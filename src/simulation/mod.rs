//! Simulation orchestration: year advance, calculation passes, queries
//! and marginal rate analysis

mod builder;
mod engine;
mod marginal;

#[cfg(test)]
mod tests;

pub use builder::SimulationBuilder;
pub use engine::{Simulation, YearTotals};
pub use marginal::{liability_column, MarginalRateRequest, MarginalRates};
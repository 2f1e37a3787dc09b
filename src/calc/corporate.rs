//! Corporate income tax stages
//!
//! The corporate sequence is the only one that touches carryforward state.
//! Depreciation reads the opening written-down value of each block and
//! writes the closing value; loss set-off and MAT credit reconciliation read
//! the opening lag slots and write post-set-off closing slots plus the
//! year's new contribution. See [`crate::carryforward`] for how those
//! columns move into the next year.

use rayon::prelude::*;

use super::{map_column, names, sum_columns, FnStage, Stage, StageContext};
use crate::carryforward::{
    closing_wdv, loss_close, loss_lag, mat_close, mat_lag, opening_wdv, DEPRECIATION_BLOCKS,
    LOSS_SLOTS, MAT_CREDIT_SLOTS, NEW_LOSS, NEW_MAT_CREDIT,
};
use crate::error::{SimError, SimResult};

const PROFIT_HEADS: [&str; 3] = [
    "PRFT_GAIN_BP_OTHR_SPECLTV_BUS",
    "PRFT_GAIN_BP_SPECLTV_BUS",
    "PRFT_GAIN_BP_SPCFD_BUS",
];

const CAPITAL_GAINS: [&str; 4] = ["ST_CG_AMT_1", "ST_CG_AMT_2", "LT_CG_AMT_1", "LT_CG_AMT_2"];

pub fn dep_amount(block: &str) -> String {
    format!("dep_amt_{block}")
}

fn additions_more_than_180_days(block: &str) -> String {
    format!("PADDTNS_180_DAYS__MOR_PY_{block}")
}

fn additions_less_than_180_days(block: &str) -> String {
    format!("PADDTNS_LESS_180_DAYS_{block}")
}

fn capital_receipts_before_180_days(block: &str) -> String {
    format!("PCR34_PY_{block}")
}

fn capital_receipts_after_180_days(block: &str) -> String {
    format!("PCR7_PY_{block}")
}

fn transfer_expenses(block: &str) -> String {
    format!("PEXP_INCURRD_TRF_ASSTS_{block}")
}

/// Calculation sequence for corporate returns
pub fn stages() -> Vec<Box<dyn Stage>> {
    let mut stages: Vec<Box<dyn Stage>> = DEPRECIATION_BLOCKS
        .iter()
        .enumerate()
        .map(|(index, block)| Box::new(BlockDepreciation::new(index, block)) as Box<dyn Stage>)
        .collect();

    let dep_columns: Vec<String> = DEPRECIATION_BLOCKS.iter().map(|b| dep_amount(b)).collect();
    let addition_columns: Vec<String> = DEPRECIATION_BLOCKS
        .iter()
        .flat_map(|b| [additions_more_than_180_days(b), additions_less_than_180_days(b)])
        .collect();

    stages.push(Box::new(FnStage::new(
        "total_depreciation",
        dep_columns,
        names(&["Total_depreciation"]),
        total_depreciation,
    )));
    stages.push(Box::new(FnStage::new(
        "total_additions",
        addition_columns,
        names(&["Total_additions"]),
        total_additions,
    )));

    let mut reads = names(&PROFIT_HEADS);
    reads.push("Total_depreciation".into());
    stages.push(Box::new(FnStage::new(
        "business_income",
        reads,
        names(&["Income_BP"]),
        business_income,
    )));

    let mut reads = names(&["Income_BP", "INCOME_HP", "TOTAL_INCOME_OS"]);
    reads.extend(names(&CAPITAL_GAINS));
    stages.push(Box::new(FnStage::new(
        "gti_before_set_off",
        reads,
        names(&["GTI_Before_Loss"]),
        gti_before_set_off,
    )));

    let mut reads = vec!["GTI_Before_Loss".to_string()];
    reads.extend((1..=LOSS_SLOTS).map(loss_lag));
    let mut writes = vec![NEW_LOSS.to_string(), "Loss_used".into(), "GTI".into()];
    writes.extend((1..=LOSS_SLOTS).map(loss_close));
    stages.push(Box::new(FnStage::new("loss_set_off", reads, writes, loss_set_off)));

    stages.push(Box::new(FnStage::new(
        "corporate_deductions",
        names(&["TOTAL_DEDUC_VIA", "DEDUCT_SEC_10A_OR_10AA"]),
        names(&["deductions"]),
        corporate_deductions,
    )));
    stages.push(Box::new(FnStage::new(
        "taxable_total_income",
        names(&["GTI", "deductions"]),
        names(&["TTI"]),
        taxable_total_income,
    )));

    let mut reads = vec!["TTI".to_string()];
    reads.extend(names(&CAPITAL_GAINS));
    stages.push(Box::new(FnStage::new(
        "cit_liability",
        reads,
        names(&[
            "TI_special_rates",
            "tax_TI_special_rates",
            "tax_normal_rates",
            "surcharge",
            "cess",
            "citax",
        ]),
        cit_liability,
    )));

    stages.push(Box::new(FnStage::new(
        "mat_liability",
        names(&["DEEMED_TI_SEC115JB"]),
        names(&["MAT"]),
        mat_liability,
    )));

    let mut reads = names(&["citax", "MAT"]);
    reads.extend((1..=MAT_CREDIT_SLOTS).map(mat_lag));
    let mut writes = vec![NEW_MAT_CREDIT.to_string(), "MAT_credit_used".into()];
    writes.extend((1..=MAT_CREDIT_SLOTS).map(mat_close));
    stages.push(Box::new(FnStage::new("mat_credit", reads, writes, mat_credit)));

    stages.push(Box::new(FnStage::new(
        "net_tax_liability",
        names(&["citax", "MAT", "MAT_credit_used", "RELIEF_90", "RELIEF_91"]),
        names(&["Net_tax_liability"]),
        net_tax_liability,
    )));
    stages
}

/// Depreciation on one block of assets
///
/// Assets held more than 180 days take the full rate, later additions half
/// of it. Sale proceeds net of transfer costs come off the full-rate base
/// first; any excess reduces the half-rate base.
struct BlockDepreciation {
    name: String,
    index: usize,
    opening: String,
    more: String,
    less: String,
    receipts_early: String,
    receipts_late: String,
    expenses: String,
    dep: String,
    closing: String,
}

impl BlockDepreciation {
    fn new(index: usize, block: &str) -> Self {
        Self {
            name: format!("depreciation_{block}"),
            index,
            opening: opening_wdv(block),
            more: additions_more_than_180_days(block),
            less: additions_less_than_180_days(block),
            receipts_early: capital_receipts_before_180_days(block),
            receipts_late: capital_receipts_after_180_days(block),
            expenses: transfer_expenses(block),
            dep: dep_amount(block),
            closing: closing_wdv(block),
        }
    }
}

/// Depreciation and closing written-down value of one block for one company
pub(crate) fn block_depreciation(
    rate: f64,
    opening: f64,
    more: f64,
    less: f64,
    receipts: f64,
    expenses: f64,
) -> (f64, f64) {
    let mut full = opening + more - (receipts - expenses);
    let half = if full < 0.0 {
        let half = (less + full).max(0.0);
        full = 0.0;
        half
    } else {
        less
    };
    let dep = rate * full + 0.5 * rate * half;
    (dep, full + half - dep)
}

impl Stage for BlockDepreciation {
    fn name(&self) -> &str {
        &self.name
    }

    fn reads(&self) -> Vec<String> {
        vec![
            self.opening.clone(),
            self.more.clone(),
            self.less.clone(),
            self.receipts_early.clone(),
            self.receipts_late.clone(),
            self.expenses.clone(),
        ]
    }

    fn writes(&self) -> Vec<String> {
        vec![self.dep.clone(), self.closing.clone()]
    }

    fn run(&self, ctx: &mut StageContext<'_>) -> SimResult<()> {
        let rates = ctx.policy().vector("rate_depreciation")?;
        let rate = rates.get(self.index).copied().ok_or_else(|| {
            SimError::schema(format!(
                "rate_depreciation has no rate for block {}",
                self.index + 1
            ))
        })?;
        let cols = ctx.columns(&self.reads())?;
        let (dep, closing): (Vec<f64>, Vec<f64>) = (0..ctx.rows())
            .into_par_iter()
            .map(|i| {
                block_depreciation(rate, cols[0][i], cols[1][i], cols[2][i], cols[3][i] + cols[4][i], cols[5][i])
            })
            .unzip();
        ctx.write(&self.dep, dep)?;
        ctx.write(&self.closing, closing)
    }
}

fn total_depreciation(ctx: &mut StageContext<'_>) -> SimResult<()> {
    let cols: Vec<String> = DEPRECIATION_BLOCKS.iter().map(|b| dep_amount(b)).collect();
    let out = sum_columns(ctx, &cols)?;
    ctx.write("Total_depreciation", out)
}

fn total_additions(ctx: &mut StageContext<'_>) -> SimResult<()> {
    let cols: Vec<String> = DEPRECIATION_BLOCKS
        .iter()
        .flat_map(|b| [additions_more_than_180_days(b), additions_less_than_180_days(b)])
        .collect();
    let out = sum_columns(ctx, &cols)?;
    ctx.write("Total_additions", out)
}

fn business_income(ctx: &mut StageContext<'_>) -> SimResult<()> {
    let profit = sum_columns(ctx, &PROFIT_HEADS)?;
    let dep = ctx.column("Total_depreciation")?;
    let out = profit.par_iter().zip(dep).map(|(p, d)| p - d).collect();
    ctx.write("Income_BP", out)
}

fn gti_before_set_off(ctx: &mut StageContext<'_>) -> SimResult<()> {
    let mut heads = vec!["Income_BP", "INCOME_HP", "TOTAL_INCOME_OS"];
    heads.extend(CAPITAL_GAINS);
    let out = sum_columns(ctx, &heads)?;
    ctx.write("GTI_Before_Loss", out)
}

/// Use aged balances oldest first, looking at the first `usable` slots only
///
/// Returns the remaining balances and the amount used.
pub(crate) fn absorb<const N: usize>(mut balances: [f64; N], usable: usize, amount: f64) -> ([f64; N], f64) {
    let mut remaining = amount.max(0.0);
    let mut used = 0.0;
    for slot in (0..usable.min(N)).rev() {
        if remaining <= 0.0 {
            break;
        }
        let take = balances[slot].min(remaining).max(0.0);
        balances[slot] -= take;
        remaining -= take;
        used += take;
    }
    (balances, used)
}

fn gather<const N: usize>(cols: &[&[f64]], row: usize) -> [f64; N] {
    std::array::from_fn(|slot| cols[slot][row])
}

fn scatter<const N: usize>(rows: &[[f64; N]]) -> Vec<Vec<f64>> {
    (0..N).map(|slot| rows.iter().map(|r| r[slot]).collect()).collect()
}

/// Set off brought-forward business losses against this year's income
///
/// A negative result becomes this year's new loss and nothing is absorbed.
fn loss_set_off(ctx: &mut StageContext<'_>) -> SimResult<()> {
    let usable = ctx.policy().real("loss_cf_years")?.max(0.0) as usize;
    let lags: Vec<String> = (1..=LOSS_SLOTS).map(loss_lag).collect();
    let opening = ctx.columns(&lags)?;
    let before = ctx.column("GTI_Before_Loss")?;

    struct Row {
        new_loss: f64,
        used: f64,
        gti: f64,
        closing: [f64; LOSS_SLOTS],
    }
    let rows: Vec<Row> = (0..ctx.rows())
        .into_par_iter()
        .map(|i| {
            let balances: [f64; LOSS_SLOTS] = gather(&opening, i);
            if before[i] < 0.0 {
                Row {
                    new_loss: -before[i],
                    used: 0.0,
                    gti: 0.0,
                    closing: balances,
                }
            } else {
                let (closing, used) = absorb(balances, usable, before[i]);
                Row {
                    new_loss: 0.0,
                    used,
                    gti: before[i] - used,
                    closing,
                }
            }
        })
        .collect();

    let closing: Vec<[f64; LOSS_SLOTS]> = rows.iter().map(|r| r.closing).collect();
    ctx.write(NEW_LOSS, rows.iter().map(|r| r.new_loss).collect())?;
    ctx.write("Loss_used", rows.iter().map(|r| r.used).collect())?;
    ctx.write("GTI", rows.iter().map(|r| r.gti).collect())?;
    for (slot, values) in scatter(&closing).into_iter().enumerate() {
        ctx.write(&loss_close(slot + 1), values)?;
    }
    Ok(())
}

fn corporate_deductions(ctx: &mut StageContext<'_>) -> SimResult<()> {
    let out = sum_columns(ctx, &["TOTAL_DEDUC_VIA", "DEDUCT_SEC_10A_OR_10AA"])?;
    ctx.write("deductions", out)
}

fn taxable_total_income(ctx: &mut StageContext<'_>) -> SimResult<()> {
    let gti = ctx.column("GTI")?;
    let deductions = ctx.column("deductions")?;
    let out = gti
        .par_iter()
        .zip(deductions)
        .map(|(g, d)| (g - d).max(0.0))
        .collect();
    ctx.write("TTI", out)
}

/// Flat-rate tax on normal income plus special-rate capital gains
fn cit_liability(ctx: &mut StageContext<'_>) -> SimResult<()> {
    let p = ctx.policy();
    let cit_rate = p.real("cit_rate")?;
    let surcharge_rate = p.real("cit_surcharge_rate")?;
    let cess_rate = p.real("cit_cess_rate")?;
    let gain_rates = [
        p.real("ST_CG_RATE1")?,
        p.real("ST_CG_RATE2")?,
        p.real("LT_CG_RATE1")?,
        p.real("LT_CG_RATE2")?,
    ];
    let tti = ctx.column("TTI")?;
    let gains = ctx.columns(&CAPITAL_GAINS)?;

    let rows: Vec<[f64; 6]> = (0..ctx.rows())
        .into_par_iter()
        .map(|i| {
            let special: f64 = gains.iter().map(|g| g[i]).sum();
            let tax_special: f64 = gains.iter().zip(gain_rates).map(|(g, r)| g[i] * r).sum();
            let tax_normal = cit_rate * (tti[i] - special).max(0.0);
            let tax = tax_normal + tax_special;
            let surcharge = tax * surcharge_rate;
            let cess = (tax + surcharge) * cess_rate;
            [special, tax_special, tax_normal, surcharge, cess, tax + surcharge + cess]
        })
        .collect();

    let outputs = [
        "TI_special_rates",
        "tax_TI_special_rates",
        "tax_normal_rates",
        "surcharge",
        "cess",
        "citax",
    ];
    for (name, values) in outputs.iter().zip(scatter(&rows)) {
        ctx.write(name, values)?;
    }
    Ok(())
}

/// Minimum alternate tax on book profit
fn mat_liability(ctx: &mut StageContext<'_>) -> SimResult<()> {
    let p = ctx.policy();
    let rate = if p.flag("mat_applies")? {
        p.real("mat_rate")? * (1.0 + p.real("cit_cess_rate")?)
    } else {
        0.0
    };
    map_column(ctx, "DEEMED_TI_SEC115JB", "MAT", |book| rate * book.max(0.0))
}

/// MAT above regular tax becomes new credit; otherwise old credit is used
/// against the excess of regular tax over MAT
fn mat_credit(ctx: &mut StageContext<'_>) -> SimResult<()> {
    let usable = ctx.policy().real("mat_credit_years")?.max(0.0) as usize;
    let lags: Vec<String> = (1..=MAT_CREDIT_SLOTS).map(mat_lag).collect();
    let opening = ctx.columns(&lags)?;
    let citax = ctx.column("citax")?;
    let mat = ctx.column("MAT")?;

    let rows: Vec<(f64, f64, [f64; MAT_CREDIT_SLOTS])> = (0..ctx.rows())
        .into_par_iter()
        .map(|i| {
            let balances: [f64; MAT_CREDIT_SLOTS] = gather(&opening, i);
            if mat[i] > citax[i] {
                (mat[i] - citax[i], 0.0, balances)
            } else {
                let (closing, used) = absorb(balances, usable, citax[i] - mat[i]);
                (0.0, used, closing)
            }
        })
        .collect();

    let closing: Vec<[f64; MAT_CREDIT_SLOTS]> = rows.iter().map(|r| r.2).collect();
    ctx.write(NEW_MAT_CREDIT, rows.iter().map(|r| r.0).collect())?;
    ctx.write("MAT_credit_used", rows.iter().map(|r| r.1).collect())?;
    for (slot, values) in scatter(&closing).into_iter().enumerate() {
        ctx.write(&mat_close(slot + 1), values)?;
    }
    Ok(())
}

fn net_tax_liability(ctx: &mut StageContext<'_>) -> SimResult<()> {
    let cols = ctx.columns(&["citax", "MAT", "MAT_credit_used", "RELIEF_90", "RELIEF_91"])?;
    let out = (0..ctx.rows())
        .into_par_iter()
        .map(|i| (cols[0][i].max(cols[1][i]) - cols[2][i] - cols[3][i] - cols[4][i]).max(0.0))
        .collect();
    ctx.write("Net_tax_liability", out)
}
= = =
Restate, please, word for word the span of records running from the first line to the line bearing "fn transfer_expenses(block: &str)", both included, and nothing outside it.

● **Response**:
filename src/simulation/mod.rs
//! Simulation orchestration: year advance, calculation passes, queries
//! and marginal rate analysis

mod builder;
mod engine;
mod marginal;

#[cfg(test)]
mod tests;

pub use builder::SimulationBuilder;
pub use engine::{Simulation, YearTotals};
pub use marginal::{liability_column, MarginalRateRequest, MarginalRates};
repository 2f1e37a3787dc09b
filename src/calc/corporate.rs
//! Corporate income tax stages
//!
//! The corporate sequence is the only one that touches carryforward state.
//! Depreciation reads the opening written-down value of each block and
//! writes the closing value; loss set-off and MAT credit reconciliation read
//! the opening lag slots and write post-set-off closing slots plus the
//! year's new contribution. See [`crate::carryforward`] for how those
//! columns move into the next year.

use rayon::prelude::*;

use super::{map_column, names, sum_columns, FnStage, Stage, StageContext};
use crate::carryforward::{
    closing_wdv, loss_close, loss_lag, mat_close, mat_lag, opening_wdv, DEPRECIATION_BLOCKS,
    LOSS_SLOTS, MAT_CREDIT_SLOTS, NEW_LOSS, NEW_MAT_CREDIT,
};
use crate::error::{SimError, SimResult};

const PROFIT_HEADS: [&str; 3] = [
    "PRFT_GAIN_BP_OTHR_SPECLTV_BUS",
    "PRFT_GAIN_BP_SPECLTV_BUS",
    "PRFT_GAIN_BP_SPCFD_BUS",
];

const CAPITAL_GAINS: [&str; 4] = ["ST_CG_AMT_1", "ST_CG_AMT_2", "LT_CG_AMT_1", "LT_CG_AMT_2"];

pub fn dep_amount(block: &str) -> String {
    format!("dep_amt_{block}")
}

fn additions_more_than_180_days(block: &str) -> String {
    format!("PADDTNS_180_DAYS__MOR_PY_{block}")
}

fn additions_less_than_180_days(block: &str) -> String {
    format!("PADDTNS_LESS_180_DAYS_{block}")
}

fn capital_receipts_before_180_days(block: &str) -> String {
    format!("PCR34_PY_{block}")
}

fn capital_receipts_after_180_days(block: &str) -> String {
    format!("PCR7_PY_{block}")
}

fn transfer_expenses(block: &str) -> String {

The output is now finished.